→ Task to carry out
Print the listing below in its entirety, character for character.

========

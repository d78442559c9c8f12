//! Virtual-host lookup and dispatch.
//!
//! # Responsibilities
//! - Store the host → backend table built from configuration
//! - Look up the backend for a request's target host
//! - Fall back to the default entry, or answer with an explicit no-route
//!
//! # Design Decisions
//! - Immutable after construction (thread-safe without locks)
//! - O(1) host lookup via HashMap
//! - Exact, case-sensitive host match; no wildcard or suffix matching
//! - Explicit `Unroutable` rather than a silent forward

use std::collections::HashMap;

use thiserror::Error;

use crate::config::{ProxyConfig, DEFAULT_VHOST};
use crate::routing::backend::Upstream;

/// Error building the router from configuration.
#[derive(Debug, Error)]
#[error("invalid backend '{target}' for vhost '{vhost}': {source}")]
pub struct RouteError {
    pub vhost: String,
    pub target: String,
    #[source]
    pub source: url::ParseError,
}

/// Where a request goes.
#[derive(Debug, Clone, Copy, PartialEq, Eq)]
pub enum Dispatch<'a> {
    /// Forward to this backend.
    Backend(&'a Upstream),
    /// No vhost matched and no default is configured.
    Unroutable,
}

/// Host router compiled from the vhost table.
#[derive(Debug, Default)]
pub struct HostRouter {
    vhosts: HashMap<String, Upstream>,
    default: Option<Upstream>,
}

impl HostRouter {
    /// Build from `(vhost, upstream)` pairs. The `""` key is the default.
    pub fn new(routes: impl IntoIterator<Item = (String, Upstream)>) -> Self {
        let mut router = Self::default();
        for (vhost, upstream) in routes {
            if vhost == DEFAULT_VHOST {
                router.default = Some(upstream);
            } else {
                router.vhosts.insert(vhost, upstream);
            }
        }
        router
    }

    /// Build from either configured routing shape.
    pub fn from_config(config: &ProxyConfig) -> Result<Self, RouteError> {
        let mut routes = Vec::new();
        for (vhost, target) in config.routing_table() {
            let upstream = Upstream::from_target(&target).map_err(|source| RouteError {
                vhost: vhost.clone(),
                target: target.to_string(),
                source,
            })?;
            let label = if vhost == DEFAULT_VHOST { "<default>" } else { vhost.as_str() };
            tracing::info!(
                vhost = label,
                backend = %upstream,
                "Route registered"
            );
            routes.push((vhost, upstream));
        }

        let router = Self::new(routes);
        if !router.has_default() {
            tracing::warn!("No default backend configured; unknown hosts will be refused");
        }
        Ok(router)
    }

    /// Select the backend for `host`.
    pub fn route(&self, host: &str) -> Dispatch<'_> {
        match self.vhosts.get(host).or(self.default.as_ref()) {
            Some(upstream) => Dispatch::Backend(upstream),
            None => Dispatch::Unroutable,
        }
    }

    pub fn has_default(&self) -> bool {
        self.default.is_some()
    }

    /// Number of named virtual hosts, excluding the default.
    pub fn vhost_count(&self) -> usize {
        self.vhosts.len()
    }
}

========

→ Result below
repository d78442559c9c8f12
//! Virtual-host lookup and dispatch.
//!
//! # Responsibilities
//! - Store the host → backend table built from configuration
//! - Look up the backend for a request's target host
//! - Fall back to the default entry, or answer with an explicit no-route
//!
//! # Design Decisions
//! - Immutable after construction (thread-safe without locks)
//! - O(1) host lookup via HashMap
//! - Exact, case-sensitive host match; no wildcard or suffix matching
//! - Explicit `Unroutable` rather than a silent forward

use std::collections::HashMap;

use thiserror::Error;

use crate::config::{ProxyConfig, DEFAULT_VHOST};
use crate::routing::backend::Upstream;

/// Error building the router from configuration.
#[derive(Debug, Error)]
#[error("invalid backend '{target}' for vhost '{vhost}': {source}")]
pub struct RouteError {
    pub vhost: String,
    pub target: String,
    #[source]
    pub source: url::ParseError,
}

/// Where a request goes.
#[derive(Debug, Clone, Copy, PartialEq, Eq)]
pub enum Dispatch<'a> {
    /// Forward to this backend.
    Backend(&'a Upstream),
    /// No vhost matched and no default is configured.
    Unroutable,
}

/// Host router compiled from the vhost table.
#[derive(Debug, Default)]
pub struct HostRouter {
    vhosts: HashMap<String, Upstream>,
    default: Option<Upstream>,
}

impl HostRouter {
    /// Build from `(vhost, upstream)` pairs. The `""` key is the default.
    pub fn new(routes: impl IntoIterator<Item = (String, Upstream)>) -> Self {
        let mut router = Self::default();
        for (vhost, upstream) in routes {
            if vhost == DEFAULT_VHOST {
                router.default = Some(upstream);
            } else {
                router.vhosts.insert(vhost, upstream);
            }
        }
        router
    }

    /// Build from either configured routing shape.
    pub fn from_config(config: &ProxyConfig) -> Result<Self, RouteError> {
        let mut routes = Vec::new();
        for (vhost, target) in config.routing_table() {
            let upstream = Upstream::from_target(&target).map_err(|source| RouteError {
                vhost: vhost.clone(),
                target: target.to_string(),
                source,
            })?;
            let label = if vhost == DEFAULT_VHOST { "<default>" } else { vhost.as_str() };
            tracing::info!(
                vhost = label,
                backend = %upstream,
                "Route registered"
            );
            routes.push((vhost, upstream));
        }

        let router = Self::new(routes);
        if !router.has_default() {
            tracing::warn!("No default backend configured; unknown hosts will be refused");
        }
        Ok(router)
    }

    /// Select the backend for `host`.
    pub fn route(&self, host: &str) -> Dispatch<'_> {
        match self.vhosts.get(host).or(self.default.as_ref()) {
            Some(upstream) => Dispatch::Backend(upstream),
            None => Dispatch::Unroutable,
        }
    }

    pub fn has_default(&self) -> bool {
        self.default.is_some()
    }

    /// Number of named virtual hosts, excluding the default.
    pub fn vhost_count(&self) -> usize {
        self.vhosts.len()
    }
}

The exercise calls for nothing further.